··· DATA TO PROCESS ···
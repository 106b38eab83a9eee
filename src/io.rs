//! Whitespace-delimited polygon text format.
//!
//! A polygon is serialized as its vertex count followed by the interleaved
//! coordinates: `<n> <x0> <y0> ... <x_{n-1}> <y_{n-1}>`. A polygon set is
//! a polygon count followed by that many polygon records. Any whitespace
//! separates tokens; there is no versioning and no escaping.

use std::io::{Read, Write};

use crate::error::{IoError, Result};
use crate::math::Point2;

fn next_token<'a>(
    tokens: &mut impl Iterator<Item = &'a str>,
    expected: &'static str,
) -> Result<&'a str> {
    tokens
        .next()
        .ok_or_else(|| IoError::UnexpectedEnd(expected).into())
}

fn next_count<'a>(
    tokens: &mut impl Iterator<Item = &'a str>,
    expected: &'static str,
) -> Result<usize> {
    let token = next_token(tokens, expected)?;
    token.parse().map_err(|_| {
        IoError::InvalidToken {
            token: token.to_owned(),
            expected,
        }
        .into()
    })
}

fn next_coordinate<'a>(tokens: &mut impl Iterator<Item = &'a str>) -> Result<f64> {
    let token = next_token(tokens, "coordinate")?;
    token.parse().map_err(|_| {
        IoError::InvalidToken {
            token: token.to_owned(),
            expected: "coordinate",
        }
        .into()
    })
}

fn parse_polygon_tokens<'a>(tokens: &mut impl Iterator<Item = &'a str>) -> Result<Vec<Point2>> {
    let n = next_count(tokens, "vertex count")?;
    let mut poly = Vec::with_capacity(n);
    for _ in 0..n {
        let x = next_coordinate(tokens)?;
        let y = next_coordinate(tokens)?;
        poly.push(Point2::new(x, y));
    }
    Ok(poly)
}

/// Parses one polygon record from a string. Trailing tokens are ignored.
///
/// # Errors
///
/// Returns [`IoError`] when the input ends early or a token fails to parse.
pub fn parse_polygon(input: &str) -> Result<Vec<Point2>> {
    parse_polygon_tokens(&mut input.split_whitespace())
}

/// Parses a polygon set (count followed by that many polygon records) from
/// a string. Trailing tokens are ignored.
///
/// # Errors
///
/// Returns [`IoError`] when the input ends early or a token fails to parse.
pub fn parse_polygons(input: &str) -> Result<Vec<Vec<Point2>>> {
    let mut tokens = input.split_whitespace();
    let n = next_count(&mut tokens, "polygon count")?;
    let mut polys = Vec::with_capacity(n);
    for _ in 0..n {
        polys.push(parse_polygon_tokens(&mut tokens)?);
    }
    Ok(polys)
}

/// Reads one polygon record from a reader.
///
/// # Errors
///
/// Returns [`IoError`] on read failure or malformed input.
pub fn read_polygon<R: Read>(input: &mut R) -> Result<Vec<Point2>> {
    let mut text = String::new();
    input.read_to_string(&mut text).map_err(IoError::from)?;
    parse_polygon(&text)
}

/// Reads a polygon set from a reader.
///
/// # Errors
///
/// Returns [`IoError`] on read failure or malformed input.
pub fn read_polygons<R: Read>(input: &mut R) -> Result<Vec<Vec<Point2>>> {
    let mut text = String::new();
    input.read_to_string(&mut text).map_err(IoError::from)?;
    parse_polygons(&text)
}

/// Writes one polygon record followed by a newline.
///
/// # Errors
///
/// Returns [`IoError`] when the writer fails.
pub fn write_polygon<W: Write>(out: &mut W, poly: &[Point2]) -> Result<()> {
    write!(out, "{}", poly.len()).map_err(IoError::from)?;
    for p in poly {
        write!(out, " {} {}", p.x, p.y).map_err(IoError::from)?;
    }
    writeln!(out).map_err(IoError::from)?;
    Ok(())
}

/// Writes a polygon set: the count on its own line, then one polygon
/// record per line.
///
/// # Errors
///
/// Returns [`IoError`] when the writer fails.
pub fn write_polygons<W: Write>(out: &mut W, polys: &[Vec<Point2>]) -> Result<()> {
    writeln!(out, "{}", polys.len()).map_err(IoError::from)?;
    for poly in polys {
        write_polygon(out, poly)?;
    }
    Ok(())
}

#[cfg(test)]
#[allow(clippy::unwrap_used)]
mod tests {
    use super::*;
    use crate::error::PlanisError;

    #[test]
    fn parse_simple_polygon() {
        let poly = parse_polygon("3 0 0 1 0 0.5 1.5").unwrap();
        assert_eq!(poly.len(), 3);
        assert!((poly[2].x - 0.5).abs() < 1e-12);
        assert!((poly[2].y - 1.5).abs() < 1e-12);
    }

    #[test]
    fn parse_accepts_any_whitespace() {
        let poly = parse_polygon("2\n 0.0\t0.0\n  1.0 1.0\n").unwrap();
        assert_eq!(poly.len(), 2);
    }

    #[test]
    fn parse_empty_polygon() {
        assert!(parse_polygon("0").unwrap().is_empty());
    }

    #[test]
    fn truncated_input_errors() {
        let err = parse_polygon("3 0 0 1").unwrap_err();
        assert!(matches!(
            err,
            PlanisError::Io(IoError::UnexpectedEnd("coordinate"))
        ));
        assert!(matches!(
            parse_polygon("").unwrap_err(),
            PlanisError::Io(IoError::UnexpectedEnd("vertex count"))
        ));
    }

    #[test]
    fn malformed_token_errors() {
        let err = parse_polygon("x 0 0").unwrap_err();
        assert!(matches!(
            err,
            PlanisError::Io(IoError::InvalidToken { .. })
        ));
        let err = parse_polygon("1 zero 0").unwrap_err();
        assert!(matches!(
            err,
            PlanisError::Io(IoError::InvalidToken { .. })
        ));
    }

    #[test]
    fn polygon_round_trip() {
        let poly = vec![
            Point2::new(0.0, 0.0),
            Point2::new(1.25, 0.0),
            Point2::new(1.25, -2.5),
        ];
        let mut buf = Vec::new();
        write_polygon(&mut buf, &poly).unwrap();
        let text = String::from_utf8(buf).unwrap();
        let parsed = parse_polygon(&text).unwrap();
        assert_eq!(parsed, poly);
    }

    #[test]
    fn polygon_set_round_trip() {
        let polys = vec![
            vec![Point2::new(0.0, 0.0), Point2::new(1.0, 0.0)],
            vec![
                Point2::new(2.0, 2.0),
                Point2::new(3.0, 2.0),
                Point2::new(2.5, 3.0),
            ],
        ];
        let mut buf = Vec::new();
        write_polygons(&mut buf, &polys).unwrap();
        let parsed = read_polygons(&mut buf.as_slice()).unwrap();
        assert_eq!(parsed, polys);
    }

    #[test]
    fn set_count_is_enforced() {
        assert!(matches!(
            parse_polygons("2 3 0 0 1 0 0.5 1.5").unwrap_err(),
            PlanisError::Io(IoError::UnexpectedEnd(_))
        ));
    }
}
···
> DIRECTIONS FOR THIS TASK:
What is needed is a faithful transcription of every entry.

> REPLY TO THE EXERCISE:
repository 106b38eab83a9eee
filename src/io.rs
//! Whitespace-delimited polygon text format.
//!
//! A polygon is serialized as its vertex count followed by the interleaved
//! coordinates: `<n> <x0> <y0> ... <x_{n-1}> <y_{n-1}>`. A polygon set is
//! a polygon count followed by that many polygon records. Any whitespace
//! separates tokens; there is no versioning and no escaping.

use std::io::{Read, Write};

use crate::error::{IoError, Result};
use crate::math::Point2;

fn next_token<'a>(
    tokens: &mut impl Iterator<Item = &'a str>,
    expected: &'static str,
) -> Result<&'a str> {
    tokens
        .next()
        .ok_or_else(|| IoError::UnexpectedEnd(expected).into())
}

fn next_count<'a>(
    tokens: &mut impl Iterator<Item = &'a str>,
    expected: &'static str,
) -> Result<usize> {
    let token = next_token(tokens, expected)?;
    token.parse().map_err(|_| {
        IoError::InvalidToken {
            token: token.to_owned(),
            expected,
        }
        .into()
    })
}

fn next_coordinate<'a>(tokens: &mut impl Iterator<Item = &'a str>) -> Result<f64> {
    let token = next_token(tokens, "coordinate")?;
    token.parse().map_err(|_| {
        IoError::InvalidToken {
            token: token.to_owned(),
            expected: "coordinate",
        }
        .into()
    })
}

fn parse_polygon_tokens<'a>(tokens: &mut impl Iterator<Item = &'a str>) -> Result<Vec<Point2>> {
    let n = next_count(tokens, "vertex count")?;
    let mut poly = Vec::with_capacity(n);
    for _ in 0..n {
        let x = next_coordinate(tokens)?;
        let y = next_coordinate(tokens)?;
        poly.push(Point2::new(x, y));
    }
    Ok(poly)
}

/// Parses one polygon record from a string. Trailing tokens are ignored.
///
/// # Errors
///
/// Returns [`IoError`] when the input ends early or a token fails to parse.
pub fn parse_polygon(input: &str) -> Result<Vec<Point2>> {
    parse_polygon_tokens(&mut input.split_whitespace())
}

/// Parses a polygon set (count followed by that many polygon records) from
/// a string. Trailing tokens are ignored.
///
/// # Errors
///
/// Returns [`IoError`] when the input ends early or a token fails to parse.
pub fn parse_polygons(input: &str) -> Result<Vec<Vec<Point2>>> {
    let mut tokens = input.split_whitespace();
    let n = next_count(&mut tokens, "polygon count")?;
    let mut polys = Vec::with_capacity(n);
    for _ in 0..n {
        polys.push(parse_polygon_tokens(&mut tokens)?);
    }
    Ok(polys)
}

/// Reads one polygon record from a reader.
///
/// # Errors
///
/// Returns [`IoError`] on read failure or malformed input.
pub fn read_polygon<R: Read>(input: &mut R) -> Result<Vec<Point2>> {
    let mut text = String::new();
    input.read_to_string(&mut text).map_err(IoError::from)?;
    parse_polygon(&text)
}

/// Reads a polygon set from a reader.
///
/// # Errors
///
/// Returns [`IoError`] on read failure or malformed input.
pub fn read_polygons<R: Read>(input: &mut R) -> Result<Vec<Vec<Point2>>> {
    let mut text = String::new();
    input.read_to_string(&mut text).map_err(IoError::from)?;
    parse_polygons(&text)
}

/// Writes one polygon record followed by a newline.
///
/// # Errors
///
/// Returns [`IoError`] when the writer fails.
pub fn write_polygon<W: Write>(out: &mut W, poly: &[Point2]) -> Result<()> {
    write!(out, "{}", poly.len()).map_err(IoError::from)?;
    for p in poly {
        write!(out, " {} {}", p.x, p.y).map_err(IoError::from)?;
    }
    writeln!(out).map_err(IoError::from)?;
    Ok(())
}

/// Writes a polygon set: the count on its own line, then one polygon
/// record per line.
///
/// # Errors
///
/// Returns [`IoError`] when the writer fails.
pub fn write_polygons<W: Write>(out: &mut W, polys: &[Vec<Point2>]) -> Result<()> {
    writeln!(out, "{}", polys.len()).map_err(IoError::from)?;
    for poly in polys {
        write_polygon(out, poly)?;
    }
    Ok(())
}

#[cfg(test)]
#[allow(clippy::unwrap_used)]
mod tests {
    use super::*;
    use crate::error::PlanisError;

    #[test]
    fn parse_simple_polygon() {
        let poly = parse_polygon("3 0 0 1 0 0.5 1.5").unwrap();
        assert_eq!(poly.len(), 3);
        assert!((poly[2].x - 0.5).abs() < 1e-12);
        assert!((poly[2].y - 1.5).abs() < 1e-12);
    }

    #[test]
    fn parse_accepts_any_whitespace() {
        let poly = parse_polygon("2\n 0.0\t0.0\n  1.0 1.0\n").unwrap();
        assert_eq!(poly.len(), 2);
    }

    #[test]
    fn parse_empty_polygon() {
        assert!(parse_polygon("0").unwrap().is_empty());
    }

    #[test]
    fn truncated_input_errors() {
        let err = parse_polygon("3 0 0 1").unwrap_err();
        assert!(matches!(
            err,
            PlanisError::Io(IoError::UnexpectedEnd("coordinate"))
        ));
        assert!(matches!(
            parse_polygon("").unwrap_err(),
            PlanisError::Io(IoError::UnexpectedEnd("vertex count"))
        ));
    }

    #[test]
    fn malformed_token_errors() {
        let err = parse_polygon("x 0 0").unwrap_err();
        assert!(matches!(
            err,
            PlanisError::Io(IoError::InvalidToken { .. })
        ));
        let err = parse_polygon("1 zero 0").unwrap_err();
        assert!(matches!(
            err,
            PlanisError::Io(IoError::InvalidToken { .. })
        ));
    }

    #[test]
    fn polygon_round_trip() {
        let poly = vec![
            Point2::new(0.0, 0.0),
            Point2::new(1.25, 0.0),
            Point2::new(1.25, -2.5),
        ];
        let mut buf = Vec::new();
        write_polygon(&mut buf, &poly).unwrap();
        let text = String::from_utf8(buf).unwrap();
        let parsed = parse_polygon(&text).unwrap();
        assert_eq!(parsed, poly);
    }

    #[test]
    fn polygon_set_round_trip() {
        let polys = vec![
            vec![Point2::new(0.0, 0.0), Point2::new(1.0, 0.0)],
            vec![
                Point2::new(2.0, 2.0),
                Point2::new(3.0, 2.0),
                Point2::new(2.5, 3.0),
            ],
        ];
        let mut buf = Vec::new();
        write_polygons(&mut buf, &polys).unwrap();
        let parsed = read_polygons(&mut buf.as_slice()).unwrap();
        assert_eq!(parsed, polys);
    }

    #[test]
    fn set_count_is_enforced() {
        assert!(matches!(
            parse_polygons("2 3 0 0 1 0 0.5 1.5").unwrap_err(),
            PlanisError::Io(IoError::UnexpectedEnd(_))
        ));
    }
}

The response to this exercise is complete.